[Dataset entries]

====================

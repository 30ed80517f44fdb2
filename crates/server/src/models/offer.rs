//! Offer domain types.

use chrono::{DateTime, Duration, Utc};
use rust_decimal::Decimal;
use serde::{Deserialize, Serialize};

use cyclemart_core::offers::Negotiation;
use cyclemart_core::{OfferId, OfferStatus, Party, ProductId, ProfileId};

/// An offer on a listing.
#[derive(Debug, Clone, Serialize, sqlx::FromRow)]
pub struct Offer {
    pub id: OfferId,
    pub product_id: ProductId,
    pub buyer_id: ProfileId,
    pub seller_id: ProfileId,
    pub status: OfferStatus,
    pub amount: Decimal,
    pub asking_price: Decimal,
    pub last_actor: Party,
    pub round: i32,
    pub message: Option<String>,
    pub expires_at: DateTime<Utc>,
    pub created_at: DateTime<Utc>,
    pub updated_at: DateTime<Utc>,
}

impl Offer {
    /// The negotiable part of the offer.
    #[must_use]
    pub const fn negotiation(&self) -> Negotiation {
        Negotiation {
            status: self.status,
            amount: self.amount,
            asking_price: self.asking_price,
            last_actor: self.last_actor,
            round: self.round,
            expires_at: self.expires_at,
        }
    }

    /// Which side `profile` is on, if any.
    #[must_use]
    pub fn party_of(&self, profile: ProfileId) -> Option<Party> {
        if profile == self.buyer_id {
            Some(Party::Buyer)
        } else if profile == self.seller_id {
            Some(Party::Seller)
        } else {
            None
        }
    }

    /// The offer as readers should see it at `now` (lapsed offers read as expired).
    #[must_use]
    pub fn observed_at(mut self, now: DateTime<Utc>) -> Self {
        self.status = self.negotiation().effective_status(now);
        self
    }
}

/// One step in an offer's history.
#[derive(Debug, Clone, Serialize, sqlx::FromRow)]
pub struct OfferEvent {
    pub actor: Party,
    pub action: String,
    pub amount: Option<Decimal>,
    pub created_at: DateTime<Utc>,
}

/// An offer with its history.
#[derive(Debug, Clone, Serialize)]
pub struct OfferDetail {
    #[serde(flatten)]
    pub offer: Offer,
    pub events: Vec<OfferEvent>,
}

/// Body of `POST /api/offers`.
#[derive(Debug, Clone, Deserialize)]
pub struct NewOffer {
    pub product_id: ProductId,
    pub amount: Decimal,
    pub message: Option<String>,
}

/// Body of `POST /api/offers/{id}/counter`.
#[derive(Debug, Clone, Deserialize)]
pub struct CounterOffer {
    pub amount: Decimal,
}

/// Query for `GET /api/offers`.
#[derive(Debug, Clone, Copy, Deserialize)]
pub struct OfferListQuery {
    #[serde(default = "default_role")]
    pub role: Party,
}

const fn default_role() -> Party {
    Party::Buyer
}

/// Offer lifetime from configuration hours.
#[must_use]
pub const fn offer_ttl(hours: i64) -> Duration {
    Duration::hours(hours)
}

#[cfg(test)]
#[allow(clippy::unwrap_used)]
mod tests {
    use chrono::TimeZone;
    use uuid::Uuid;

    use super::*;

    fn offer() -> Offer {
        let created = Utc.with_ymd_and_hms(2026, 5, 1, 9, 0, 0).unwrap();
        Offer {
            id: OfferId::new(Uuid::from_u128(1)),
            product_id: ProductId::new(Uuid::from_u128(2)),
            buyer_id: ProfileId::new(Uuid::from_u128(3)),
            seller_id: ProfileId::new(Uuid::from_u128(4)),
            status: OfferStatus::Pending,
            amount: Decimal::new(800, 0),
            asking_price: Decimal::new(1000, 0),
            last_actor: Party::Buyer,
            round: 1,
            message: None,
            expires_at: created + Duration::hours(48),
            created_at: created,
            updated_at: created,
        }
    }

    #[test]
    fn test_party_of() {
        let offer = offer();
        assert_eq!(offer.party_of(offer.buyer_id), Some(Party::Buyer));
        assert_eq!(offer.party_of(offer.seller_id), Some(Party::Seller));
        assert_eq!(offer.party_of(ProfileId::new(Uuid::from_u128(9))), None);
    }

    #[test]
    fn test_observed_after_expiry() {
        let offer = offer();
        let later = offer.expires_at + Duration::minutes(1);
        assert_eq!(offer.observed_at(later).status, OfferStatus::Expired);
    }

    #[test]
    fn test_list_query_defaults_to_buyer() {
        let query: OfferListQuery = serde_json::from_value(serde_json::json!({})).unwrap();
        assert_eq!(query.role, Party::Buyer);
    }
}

====================

Task description>
Among the lines above, which ones hold the string "Duration"? Show them.

Answer area>
use chrono::{DateTime, Duration, Utc};
pub const fn offer_ttl(hours: i64) -> Duration {
    Duration::hours(hours)
            expires_at: created + Duration::hours(48),
        let later = offer.expires_at + Duration::minutes(1);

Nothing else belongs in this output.